Cllr Morris said Fianna Fáil, Fine Gael, the Green Party and candidates contesting the elections in the group formed by sitting Independent TD Michael Lowry now had “a battle on their hands” due to the Government’s hotly contentious policy on elderly care in Nenagh.
ACCESS DENIED
Mr Lowry, who supports the Coalition in the Dáil, was first to issue a public statement several weeks ago revealing news that the HSE had taken a decision to deny access to elderly people seeking care in the new unit by repurposing it on a temporary basis as a privately-run stepdown facility for patients from UHL.
The Fianna Fáil TD in the constituency, Jackie Cahill, admitted that he actually asked the Minister for Health Stephen Donnelly to temporarily repurpose the new 50-bed unit to provide 50 sub-acute beds for UHL, pending the opening of a new 96-bed unit at the Limerick hospital site next year.
Deputy Cahill said the only other existing publicly funded community nursing home in Nenagh, Saint Conlon’s Home at Church Road - condemned as unfit for purpose by the Health Information and Quality Authority - should continue operating until construction on the new 96-bed block was completed at UHL.
Saturday’s protest march against such a move was the largest seen in Nenagh for years.
The march, led by a group of bikers and wheelchair bound elderly residents of Saint Conlon’s Home, started at the grounds of Saint Mary of the Rosary Church at 2.30pm.

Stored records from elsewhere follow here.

//! In-process provider with canned replies, for tests and offline runs.

use std::sync::atomic::{AtomicU32, Ordering};
use std::sync::Mutex;

use async_trait::async_trait;

use tleap_core::error::ProviderError;
use tleap_core::traits::{GenerateRequest, GenerateResponse, LlmProvider, ModelInfo, TokenUsage};

/// Replies with the first rule whose key occurs in the prompt, else the
/// fallback text. Rules are checked in insertion order.
#[derive(Default)]
pub struct MockProvider {
    rules: Vec<(String, String)>,
    fallback: String,
    calls: AtomicU32,
    last_request: Mutex<Option<GenerateRequest>>,
}

impl MockProvider {
    pub fn new() -> Self {
        Self::default()
    }

    /// A mock that answers every prompt with `reply`.
    pub fn with_fixed_response(reply: &str) -> Self {
        Self::new().otherwise(reply)
    }

    /// Reply with `reply` when the prompt contains `needle`.
    pub fn when_prompt_contains(mut self, needle: &str, reply: &str) -> Self {
        self.rules.push((needle.to_string(), reply.to_string()));
        self
    }

    /// Reply used when no rule matches. Empty unless set.
    pub fn otherwise(mut self, reply: &str) -> Self {
        self.fallback = reply.to_string();
        self
    }

    pub fn call_count(&self) -> u32 {
        self.calls.load(Ordering::Relaxed)
    }

    pub fn last_request(&self) -> Option<GenerateRequest> {
        self.last_request.lock().ok().and_then(|guard| guard.clone())
    }
}

#[async_trait]
impl LlmProvider for MockProvider {
    fn name(&self) -> &str {
        "mock"
    }

    async fn generate(&self, request: &GenerateRequest) -> Result<GenerateResponse, ProviderError> {
        self.calls.fetch_add(1, Ordering::Relaxed);
        if let Ok(mut last) = self.last_request.lock() {
            *last = Some(request.clone());
        }

        let content = self
            .rules
            .iter()
            .find(|(needle, _)| request.prompt.contains(needle.as_str()))
            .map_or(&self.fallback, |(_, reply)| reply)
            .clone();

        // Whitespace-separated words stand in for tokens.
        let prompt_tokens = request.prompt.split_whitespace().count() as u32;
        let completion_tokens = content.split_whitespace().count() as u32;

        Ok(GenerateResponse {
            content,
            model: request.model.clone(),
            token_usage: TokenUsage {
                prompt_tokens,
                completion_tokens,
                total_tokens: prompt_tokens.saturating_add(completion_tokens),
            },
            latency_ms: 0,
        })
    }

    fn available_models(&self) -> Vec<ModelInfo> {
        vec![ModelInfo {
            id: "mock-model".into(),
            name: "Canned replies".into(),
            provider: "mock".into(),
        }]
    }
}

#[cfg(test)]
mod tests {
    use super::*;
    use std::sync::Arc;

    use tleap_core::{Difficulty, GeneratorConfig, QuestionGenerator, QuestionHistory, QuestionRequest};

    fn request(prompt: &str) -> GenerateRequest {
        GenerateRequest {
            model: "mock".into(),
            prompt: prompt.into(),
            system_prompt: None,
            max_tokens: 100,
            temperature: 0.0,
        }
    }

    #[tokio::test]
    async fn fixed_response() {
        let provider = MockProvider::with_fixed_response("Q1: 2+2=4");
        let response = provider.generate(&request("anything")).await.unwrap();
        assert_eq!(response.content, "Q1: 2+2=4");
        assert_eq!(provider.call_count(), 1);
        assert_eq!(provider.last_request().unwrap().prompt, "anything");
    }

    #[tokio::test]
    async fn prompt_matching() {
        let provider = MockProvider::new()
            .when_prompt_contains("Fractions", "Q: 1/2 + 1/2 = ?")
            .when_prompt_contains("Force", "Q: SI unit of force?");

        let resp = provider
            .generate(&request("Topic: Fractions"))
            .await
            .unwrap();
        assert!(resp.content.contains("1/2"));

        let resp = provider.generate(&request("Topic: Force")).await.unwrap();
        assert!(resp.content.contains("force"));

        let resp = provider.generate(&request("Topic: Poetry")).await.unwrap();
        assert_eq!(resp.content, "");
        assert_eq!(provider.call_count(), 3);
    }

    #[tokio::test]
    async fn first_matching_rule_wins() {
        let provider = MockProvider::new()
            .when_prompt_contains("Topic", "first")
            .when_prompt_contains("Topic: Force", "second")
            .otherwise("none");

        let resp = provider.generate(&request("Topic: Force")).await.unwrap();
        assert_eq!(resp.content, "first");
        assert_eq!(resp.token_usage.prompt_tokens, 2);
    }

    #[tokio::test]
    async fn drives_the_question_generator() {
        let dir = tempfile::tempdir().unwrap();
        let mut history = QuestionHistory::new(dir.path().join("history.json"));
        history.insert("Q1: 2+2=4");

        let provider = Arc::new(MockProvider::with_fixed_response("Q1: 2+2=4\nQ2: 3+3=6"));
        let generator = QuestionGenerator::new(provider.clone(), GeneratorConfig::default());

        let request = QuestionRequest {
            class_level: "10".into(),
            subject: "Mathematics".into(),
            topic: "Addition".into(),
            difficulty: Difficulty::Easy,
            question_type: "MCQ".into(),
            language: "English".into(),
            count: 2,
        };
        let out = generator.generate(&request, &mut history).await.unwrap();

        assert_eq!(out, "Q2: 3+3=6");
        assert_eq!(provider.call_count(), 1);
        assert!(provider
            .last_request()
            .unwrap()
            .prompt
            .contains("Topic: Addition"));
    }
}
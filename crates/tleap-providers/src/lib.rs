//! tleap-providers - language-model provider integrations.
//!
//! Implements the `LlmProvider` trait for a local Ollama server and for
//! OpenAI-compatible chat APIs (OpenAI, Groq), plus a mock for tests.

pub mod config;
pub mod mock;
pub mod ollama;
pub mod openai;

pub use config::{create_provider, load_config, ProviderConfig, TleapConfig};
pub use tleap_core::error::ProviderError;
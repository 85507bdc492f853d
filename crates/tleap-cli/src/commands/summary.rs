//! The `tleap summary` command.

use anyhow::{Context, Result};
use comfy_table::{Cell, Table};

use super::{open_analysis, GlobalArgs};

pub fn execute(global: &GlobalArgs) -> Result<()> {
    let config = global.load_config()?;
    let log = open_analysis(&config);
    let summaries = log.summarize().context("failed to read analysis")?;

    if summaries.is_empty() {
        println!("No analysis records in {}", log.path().display());
        return Ok(());
    }

    let mut table = Table::new();
    table.set_header(vec!["Student", "Sessions", "Score", "Total", "Percent"]);
    for s in &summaries {
        table.add_row(vec![
            Cell::new(&s.student_id),
            Cell::new(s.sessions),
            Cell::new(s.total_score),
            Cell::new(s.total_possible),
            Cell::new(format!("{:.2}%", s.percentage())),
        ]);
    }

    println!("{table}");
    Ok(())
}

Large numbers joined the march as it made its way through the centre of the town for speeches outside the locked entrance gates of the new state-of-the-art new unit beside the local hospital in Tyone.
By the time the march reached Kenyon Street, the entire two traffic lanes of the street were filled with protesters, stretching from the railway station back to the Market Cross.
It was the largest public show of opposition in the town in 15 years.
Back then people turned out to vociferously object to the closure of the accident and emergency department in the town’s hospital.
A decade and a half on, the impact of that highly controversial closure move in 2009 persist.
The downgrading in Nenagh, combined with the closure of emergency departments at two other small hospitals in the Mid-West, led to the massive overcrowding that has lasted to this day at UHL - the only hospital providing acute services in the entire region.